What you can do is really simply review and reflect on your shot and move on to something else as quickly as possible.
It could be as simple as a rating out of 10 and then what you’d do differently.
Short. Sharp. And finally, wiped clean so you don’t spend the next minutes or balls thinking about it.
3. Breathing
This is a relatively simple one.
It’s been proven that when you are under pressure or stress, your heart rate will go up.
The easiest way to lower that is by controlled breathing.
If you can actually focus on your breathing you’ll find that not only will it help you get your breath back and decrease your heart rate, but it will also then take your focus away from the game and other thoughts!
Try in for 5 or 6 and out for 7 or 8.
Allocating some time between balls to do this will help you get your levels back to even and you’ll be able to make better decisions.
4. Anchors to Distract You Away From The Pressure
Many elite players use certain actions or sequences of movements to help them switch off or take themselves away from an uncomfortable environment.
These pressures and distractions can look like the 'yappy' annoying slips cordon, concentrating on certain parts of the environment, scoreboard pressure and of course those negative thoughts we spoke about previously.
By having certain actions that take you outside of the situation, this helps you clear your mind and use that down time in a different way not thinking about those above pressure.
Some of these look like:
- Walking out to square leg
- Signing a song between balls
- Staring out of the field of play and switching off from the contest
- Watching people out on the boundary or those not involved in the game
- Undoing gloves
As mentioned these “anchors” or whatever you want to call them, help players take them self outside of the contest and the stresses.
I’m sure you may even do some of these already.
5. Visualisation
Finally another tool you can look to use is visualisation.

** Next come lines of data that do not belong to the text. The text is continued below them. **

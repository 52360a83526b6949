//! Declarations: globals, procedures and the main program.

use tracing::debug;

use crate::error::{CompileResult, DuplicateIdentifierSnafu, InvalidUseSnafu, Position};
use crate::output::Emitter;
use crate::source::CharSource;
use crate::symbols::SymbolKind;
use crate::tokenizer::{Keyword, Token};
use crate::ty::Ty;

use super::Parser;

impl<S: CharSource, E: Emitter> Parser<S, E> {
  pub(super) fn top_level_decls(&mut self) -> CompileResult<()> {
    loop {
      match self.cur.token() {
        Token::Keyword(Keyword::Var) => self.global_decl()?,
        Token::Keyword(Keyword::Procedure) => self.procedure()?,
        _ => return Ok(()),
      }
    }
  }

  fn global_decl(&mut self) -> CompileResult<()> {
    self.cur.advance()?;
    loop {
      self.var_item()?;
      if !self.cur.is_op(",") {
        break;
      }
      self.cur.advance()?;
    }
    self.cur.skip_semicolon()
  }

  /// name [':' tag] ['=' ['-'] number]
  fn var_item(&mut self) -> CompileResult<()> {
    let pos = self.cur.position();
    let name = self.cur.get_name()?;
    self.check_label_name(&name, &pos)?;

    let mut ty = Ty::Word;
    if self.cur.is_op(":") {
      self.cur.advance()?;
      let tag = match self.cur.token() {
        Token::Ident(tag) => Ty::from_tag(tag),
        _ => None,
      };
      let Some(tag) = tag else {
        return self.cur.expected("type B, W or L");
      };
      ty = tag;
      self.cur.advance()?;
    }

    let mut value = 0;
    if self.cur.is_op("=") {
      self.cur.advance()?;
      let negative = self.cur.is_op("-");
      if negative {
        self.cur.advance()?;
      }
      let value_pos = self.cur.position();
      value = self.cur.get_number(negative)?;
      if !ty.holds(value) {
        return InvalidUseSnafu {
          message: format!("initial value {value} does not fit in a {ty}"),
          pos: value_pos,
        }
        .fail();
      }
    }

    self
      .symbols
      .declare(&name, SymbolKind::Variable, Some(ty))
      .map_err(|err| err.at(pos))?;
    debug!(%name, %ty, value, "global");
    self.code.allocate(&name, ty, value);
    Ok(())
  }

  /// PROCEDURE name '(' formals ')' {VAR locals} BEGIN block END
  fn procedure(&mut self) -> CompileResult<()> {
    self.cur.advance()?;
    let pos = self.cur.position();
    let name = self.cur.get_name()?;
    self.check_label_name(&name, &pos)?;
    self
      .symbols
      .declare(&name, SymbolKind::Procedure, None)
      .map_err(|err| err.at(pos.clone()))?;

    self.symbols.enter_procedure();
    self.cur.match_op("(")?;
    if !self.cur.is_op(")") {
      loop {
        let pos = self.cur.position();
        let param = self.cur.get_name()?;
        self
          .symbols
          .add_parameter(&param)
          .map_err(|err| err.at(pos))?;
        if !self.cur.is_op(",") {
          break;
        }
        self.cur.advance()?;
      }
    }
    self.cur.match_op(")")?;
    self.cur.skip_semicolon()?;

    while self.cur.is_keyword(Keyword::Var) {
      self.cur.advance()?;
      loop {
        let pos = self.cur.position();
        let local = self.cur.get_name()?;
        self.symbols.add_local(&local).map_err(|err| err.at(pos))?;
        if !self.cur.is_op(",") {
          break;
        }
        self.cur.advance()?;
      }
      self.cur.skip_semicolon()?;
    }

    let params = self.symbols.parameter_count();
    let locals = self.symbols.local_count();
    // Set before the body so the procedure can call itself.
    self
      .symbols
      .set_arity(&name, params)
      .map_err(|err| err.at(pos))?;
    debug!(%name, params, locals, "procedure");

    self.cur.match_keyword(Keyword::Begin)?;
    self.code.proc_prolog(&name, locals);
    self.block(&[Keyword::End])?;
    self.cur.match_keyword(Keyword::End)?;
    self.code.proc_epilog();
    self.symbols.clear_parameters();
    self.cur.skip_semicolon()
  }

  /// Globals and procedures are emitted under their own names, so those
  /// names must stay clear of generated labels and runtime symbols.
  fn check_label_name(&self, name: &str, pos: &Position) -> CompileResult<()> {
    if !self.code.is_reserved(name) {
      return Ok(());
    }
    InvalidUseSnafu {
      message: format!("{name} is reserved for generated code"),
      pos: pos.clone(),
    }
    .fail()
  }

  /// PROGRAM name BEGIN block END '.'
  pub(super) fn main_program(&mut self) -> CompileResult<()> {
    self.cur.match_keyword(Keyword::Program)?;
    let pos = self.cur.position();
    let name = self.cur.get_name()?;
    if self.symbols.lookup(&name).is_some() {
      return DuplicateIdentifierSnafu { name, pos }.fail();
    }
    debug!(%name, "main program");
    self.cur.skip_semicolon()?;
    self.cur.match_keyword(Keyword::Begin)?;

    self.code.prolog();
    self.block(&[Keyword::End])?;
    self.cur.match_keyword(Keyword::End)?;
    self.cur.match_op(".")?;
    if *self.cur.token() != Token::Eof {
      return self.cur.expected("end of input");
    }
    if self.options.codegen.runtime_header {
      self.code.epilog();
    }
    Ok(())
  }
}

This is a very underestimated and yet quite an effective way to help players feel confident and problem solve during their time on the pitch.
The power of visualisation is quite influential.
Visualisation during your innings or while your bowling can help you settle yourself into your role or give you the confidence to replicate during your innings.
Using some of your time in between balls to see yourself playing that correct shot or bowling that ball in the right area.
When visualising, go deep into it. How does it feel, what does it look like, what does your body have to do in order to execute that shot or particular ball.
The more you can replicate how real it is and the exact movements the more realistic it is and will transfer into your mechanics of what you are doing.
It may be you visualising playing the ball confidently, or getting into a powerful and balanced position when playing your shots. Alternatively from the bowling perspective, it may be you coming and bowling a great length ball hitting the batsmen bat high on the splice as they are coming forward.
You can play out any scenario in your head before you’ve done it and it will fill you with the confidence to execute this in real time.
So there you have it, these are some techniques you can implement into the time you spend in between balls.
My advice is not to just copy and do all of them, find a sequence of events that is comfortable to you, but more importantly works.
The whole point of this is to use your time effectively in between balls and take your thoughts away from the negative things and elevate the pressure that players put on themselves.
How you do this is ultimately up to you, these are just some techniques you can implement.
Lastly, this between ball routine has to be repeatable. You cannot achieve consistent results if you continuously randomly do these actions.
It is a method to doing them and there has to be a distinct reason in your routine as to why.
These processes are for you only and as a result can be done however you like in your own way.
Don’t copy Steve Smith or David Warner just because he is a world class player as these will not necessarily work for you.